I was just watching my older daughter put a CD into the player here in the living room. Will she as an old woman be able to recount to her grandchildren how music used to come on silver discs that had to be read in-situ with a laser?
But here's the problem with the all-digital future. Those physical artifacts are how we organise our data. The shoeboxes full of old pictures determine some kind of chronological order and grouping. Even the different sets of photo print delivery covers tell you something -- that holiday is in the Boots photo processing jacket, this one in the mail-in Fujifilm one.

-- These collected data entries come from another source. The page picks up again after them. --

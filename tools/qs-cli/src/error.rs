//! CLI errors.

use qs_02_group_orchestrator::OrchestratorError;
use qs_telemetry::TelemetryError;
use std::path::PathBuf;
use thiserror::Error;

/// Errors surfaced by a CLI command.
#[derive(Debug, Error)]
pub enum CliError {
    /// State file could not be read or written.
    #[error("State file {path}: {source}")]
    Io {
        /// File involved.
        path: PathBuf,
        /// Underlying error.
        #[source]
        source: std::io::Error,
    },

    /// State file exists but is not a devnet state.
    #[error("State file {path} is malformed: {source}")]
    StateFormat {
        /// File involved.
        path: PathBuf,
        /// Decoding error.
        #[source]
        source: serde_json::Error,
    },

    /// No devnet initialized at this path.
    #[error("No devnet at {0}; run `qs-cli init` first")]
    StateMissing(PathBuf),

    /// Refusing to overwrite an existing devnet.
    #[error("Devnet already exists at {0}; pass --force to reset it")]
    StateExists(PathBuf),

    /// Account name not in the keystore.
    #[error("Unknown account: {0}")]
    UnknownAccount(String),

    /// Account name already taken.
    #[error("Account already exists: {0}")]
    AccountExists(String),

    /// Stored seed is not 32 hex-encoded bytes.
    #[error("Invalid seed for account {0}")]
    InvalidSeed(String),

    /// Output encoding failed.
    #[error("Output encoding failed: {0}")]
    Output(#[from] serde_json::Error),

    /// Staking operation failed.
    #[error(transparent)]
    Orchestrator(#[from] OrchestratorError),

    /// Logging could not be installed.
    #[error(transparent)]
    Telemetry(#[from] TelemetryError),
}

impl CliError {
    /// Process exit code: 2 for ledger rejections, 1 otherwise.
    pub fn exit_code(&self) -> u8 {
        match self {
            Self::Orchestrator(OrchestratorError::Rejected(_)) => 2,
            _ => 1,
        }
    }
}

Perhaps we shouldn't be so hasty in throwing out the artifacts along with the data stored upon them? A stack of CD cases gives us opportunity to browse, and doesn't need yet-another giant-screen remote to operate. Yes, the artifacts could maybe do with a little shrinkage in size. But I don't see her manipulating the 10,000 song MP3 jukebox when she can't read yet.
I've just been prodded by my wife to get the home server out of the 2nd bedroom, so it now lives up on top of the bookcase in the living room.

I've been doing a little bit of shopping for a cheap, tiny LCD monitor to go next to it. The vague plan is to make it display a weather forecast. (British + Weather = Hopeless obsession.) The main market for these things seems to be people wanting a 2nd display for their PC. Again, they're using physcial space artifacts to organise their digital world. It's unlikely that in a windowing environment that lack of pixel space is the driver for buying more pixels.
The day we live in a "digital home" is the one when we'll eat digital food, sneak in some digital nookie and look out at the digital view. It's not a home I'm wanting to live in.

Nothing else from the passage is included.